Aircraft carriers have a similar grandeur- their crew, on average, gets through 160,000 eggs on one trip. Extrapolate that number to dimensions, and you get the picture. They are big. Any human being cannot but help love these machines. They are enormous manifestations of our capability as a species- only the terminally dull dismiss them as Freudian willy metaphors (although whichever wunderkind gave the 747 a glans has to be applauded).

Despite banging out a few diverting pantos, Shakespeare never came up with anything remotely as profound as, “Holy Christ, look at the size of that thing!” Don’t believe me? What affirms your belief in human genius more, seeing something with the proportions of a city block chugging around the ocean or swooping through the upper reaches of the atmosphere, or the self-absorbed moaning of an immature Dane? Ulysses is in the same tradition as cave painting- self-expression is the same, be it

the wall of the Louvre or Dan Brown’s laptop. Building great machines, on the other hand, is a deeply honourable expression of humankind’s mastery over nature. God may have given us the stewardship over the earth, but with that came an implicit challenge- he gave us the earth, and also the capabilities to show the earth it is our bitch. And in the A380, we have responded in style.

So God didn’t give us wings? Well, let’s build a plane the size of a hospital and giggle as we overtake His puny winged creations!

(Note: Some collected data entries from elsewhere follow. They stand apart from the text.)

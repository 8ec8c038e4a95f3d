//! Read-only pet catalog and its file-backed loader.
//!
//! [`Catalog`] bundles the pet table, the guaranteed rank-8 table and a name
//! index behind `Arc`s so every handle shares one immutable snapshot.
//! [`CatalogLoader`] reads the primary files and keeps a copy of each table in
//! a local cache directory, which serves as the fallback when a primary file
//! cannot be read.
use std::fs;
use std::path::{Path, PathBuf};
use std::sync::Arc;

use calc_content::{NameIndex, PetTable, PetTableLoader, Rank8Entry, Rank8Loader, Rank8Table};
use calc_core::PetRecord;
use tracing::{debug, info, warn};

use crate::api::{Result, RuntimeError};

const PETS_CACHE_FILE: &str = "pets.json";
const RANK8_CACHE_FILE: &str = "rank8.json";

/// Immutable snapshot of the lookup tables.
#[derive(Clone, Debug, Default)]
pub struct Catalog {
    pets: Arc<PetTable>,
    rank8: Arc<Rank8Table>,
    index: Arc<NameIndex>,
}

impl Catalog {
    pub fn new(pets: PetTable, rank8: Rank8Table) -> Self {
        let index = NameIndex::new(pets.keys().cloned());
        Self {
            pets: Arc::new(pets),
            rank8: Arc::new(rank8),
            index: Arc::new(index),
        }
    }

    pub fn get(&self, name: &str) -> Option<&PetRecord> {
        self.pets.get(name)
    }

    /// Guaranteed rank-8 sets of `name`; `None` when the pet has none.
    pub fn rank8(&self, name: &str) -> Option<&Rank8Entry> {
        self.rank8.get(name).filter(|entry| !entry.is_empty())
    }

    pub fn index(&self) -> &NameIndex {
        &self.index
    }

    pub fn len(&self) -> usize {
        self.pets.len()
    }

    pub fn is_empty(&self) -> bool {
        self.pets.is_empty()
    }

    /// Names containing `keyword` whose chosung starts with `prefix`.
    pub fn search(&self, keyword: &str, prefix: &str) -> Vec<&str> {
        self.index.filter(keyword, prefix)
    }
}

/// Where a table was read from.
#[derive(Clone, Copy, Debug, PartialEq, Eq)]
pub enum TableSource {
    Primary,
    Cache,
    Empty,
}

/// A catalog plus the provenance of each table.
#[derive(Clone, Debug)]
pub struct LoadedCatalog {
    pub catalog: Catalog,
    pub pets_source: TableSource,
    pub rank8_source: TableSource,
}

/// Loads the catalog from data files with a cache fallback.
#[derive(Clone, Debug)]
pub struct CatalogLoader {
    pets_path: PathBuf,
    rank8_path: Option<PathBuf>,
    cache_dir: Option<PathBuf>,
}

impl CatalogLoader {
    /// Loader for `pets_path`, caching into the platform cache directory.
    pub fn new(pets_path: impl Into<PathBuf>) -> Self {
        Self {
            pets_path: pets_path.into(),
            rank8_path: None,
            cache_dir: default_cache_dir(),
        }
    }

    pub fn rank8(mut self, path: impl Into<PathBuf>) -> Self {
        self.rank8_path = Some(path.into());
        self
    }

    pub fn cache_dir(mut self, dir: impl Into<PathBuf>) -> Self {
        self.cache_dir = Some(dir.into());
        self
    }

    pub fn without_cache(mut self) -> Self {
        self.cache_dir = None;
        self
    }

    /// Reads both tables.
    ///
    /// Per table: the primary file wins and refreshes the cache; otherwise the
    /// cached copy is used; otherwise the table starts empty. Never fails.
    pub fn load(&self) -> LoadedCatalog {
        let (pets, pets_source) = load_table(
            "pet table",
            Some(self.pets_path.as_path()),
            self.cache_path(PETS_CACHE_FILE).as_deref(),
            PetTableLoader::load,
            PetTableLoader::to_json,
        );
        let (rank8, rank8_source) = load_table(
            "rank-8 table",
            self.rank8_path.as_deref(),
            self.cache_path(RANK8_CACHE_FILE).as_deref(),
            Rank8Loader::load,
            Rank8Loader::to_json,
        );

        info!(
            target: "runtime::catalog",
            pets = pets.len(),
            rank8 = rank8.len(),
            ?pets_source,
            ?rank8_source,
            "Catalog loaded"
        );

        LoadedCatalog {
            catalog: Catalog::new(pets, rank8),
            pets_source,
            rank8_source,
        }
    }

    fn cache_path(&self, file: &str) -> Option<PathBuf> {
        self.cache_dir.as_ref().map(|dir| dir.join(file))
    }
}

/// Platform cache directory for the tables, if one can be determined.
pub fn default_cache_dir() -> Option<PathBuf> {
    directories::ProjectDirs::from("", "", "petcalc").map(|dirs| dirs.cache_dir().join("tables"))
}

fn load_table<T, E>(
    what: &'static str,
    primary: Option<&Path>,
    cache: Option<&Path>,
    load: fn(&Path) -> std::result::Result<T, E>,
    to_json: fn(&T) -> std::result::Result<String, E>,
) -> (T, TableSource)
where
    T: Default,
    E: std::fmt::Display,
{
    let read = |path: &Path| {
        load(path).map_err(|e| RuntimeError::CatalogLoad {
            what,
            path: path.to_path_buf(),
            message: e.to_string(),
        })
    };

    if let Some(primary) = primary {
        match read(primary) {
            Ok(table) => {
                if let Some(cache) = cache {
                    match to_json(&table) {
                        Ok(json) => {
                            if let Err(error) = write_cache(what, cache, &json) {
                                warn!(target: "runtime::catalog", %error, "Cache not updated");
                            }
                        }
                        Err(error) => {
                            warn!(target: "runtime::catalog", what, %error, "Cache not updated");
                        }
                    }
                }
                return (table, TableSource::Primary);
            }
            Err(error) => {
                warn!(target: "runtime::catalog", %error, "Primary load failed, trying cache");
            }
        }
    }

    if let Some(cache) = cache {
        match read(cache) {
            Ok(table) => {
                warn!(
                    target: "runtime::catalog",
                    what,
                    path = %cache.display(),
                    "Using cached copy"
                );
                return (table, TableSource::Cache);
            }
            Err(error) => {
                debug!(target: "runtime::catalog", %error, "No usable cache");
            }
        }
    }

    warn!(target: "runtime::catalog", what, "Starting with an empty table");
    (T::default(), TableSource::Empty)
}

/// Writes through a temp file and renames it into place.
fn write_cache(what: &'static str, path: &Path, json: &str) -> Result<()> {
    let io_error = |source: std::io::Error| RuntimeError::CacheWrite {
        what,
        path: path.to_path_buf(),
        source,
    };

    if let Some(parent) = path.parent() {
        fs::create_dir_all(parent).map_err(io_error)?;
    }
    let temp_path = path.with_extension("json.tmp");
    fs::write(&temp_path, json).map_err(io_error)?;
    fs::rename(&temp_path, path).map_err(io_error)?;

    debug!(target: "runtime::catalog", what, path = %path.display(), "Cache updated");
    Ok(())
}

#[cfg(test)]
mod tests {
    use super::*;

    const PETS: &str = r#"{ "가디언": { "k": 50, "u": { "hp": 0, "atk": 0, "def": 0, "agi": 0 } } }"#;
    const RANK8: &str = r#"{ "가디언": [[10, 3, 3, 2]], "나이트": { "count": 0 } }"#;

    #[test]
    fn primary_load_refreshes_cache() {
        let data = tempfile::tempdir().unwrap();
        let cache = tempfile::tempdir().unwrap();
        let pets = data.path().join("pets.json");
        let rank8 = data.path().join("rank8.json");
        fs::write(&pets, PETS).unwrap();
        fs::write(&rank8, RANK8).unwrap();

        let loaded = CatalogLoader::new(&pets)
            .rank8(&rank8)
            .cache_dir(cache.path())
            .load();

        assert_eq!(loaded.pets_source, TableSource::Primary);
        assert_eq!(loaded.rank8_source, TableSource::Primary);
        assert_eq!(loaded.catalog.len(), 1);
        assert!(loaded.catalog.rank8("가디언").is_some());
        assert!(loaded.catalog.rank8("나이트").is_none());
        assert!(cache.path().join(PETS_CACHE_FILE).exists());
        assert!(cache.path().join(RANK8_CACHE_FILE).exists());
    }

    #[test]
    fn falls_back_to_cache_then_empty() {
        let data = tempfile::tempdir().unwrap();
        let cache = tempfile::tempdir().unwrap();
        let pets = data.path().join("pets.json");
        fs::write(&pets, PETS).unwrap();

        CatalogLoader::new(&pets).cache_dir(cache.path()).load();

        fs::write(&pets, "[not a table").unwrap();
        let loaded = CatalogLoader::new(&pets).cache_dir(cache.path()).load();
        assert_eq!(loaded.pets_source, TableSource::Cache);
        assert!(loaded.catalog.get("가디언").is_some());
        assert_eq!(loaded.rank8_source, TableSource::Empty);

        let missing = CatalogLoader::new(data.path().join("absent.json"))
            .without_cache()
            .load();
        assert_eq!(missing.pets_source, TableSource::Empty);
        assert!(missing.catalog.is_empty());
    }

    #[test]
    fn search_uses_name_index() {
        let mut pets = PetTable::new();
        pets.insert("가디언".to_string(), PetRecord::default());
        pets.insert("까마귀".to_string(), PetRecord::default());
        pets.insert("나이트".to_string(), PetRecord::default());
        let catalog = Catalog::new(pets, Rank8Table::new());

        assert_eq!(catalog.search("", "ㄱ"), vec!["가디언", "까마귀"]);
        assert_eq!(catalog.search("이트", ""), vec!["나이트"]);
        assert_eq!(catalog.index().len(), 3);
    }
}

No-one with a pulse can deny the sheer excellence of the chutzpah that leads us as a species to so flagrantly proclaim to the universe that we are very smart, have plentiful calculators and cranes, and have the balls to build something with better fuel consumption than a Range Rover that can cross the Atlantic while flying very, very high.

The A380 says to each and every one of us that we are great, and should be applauded as such.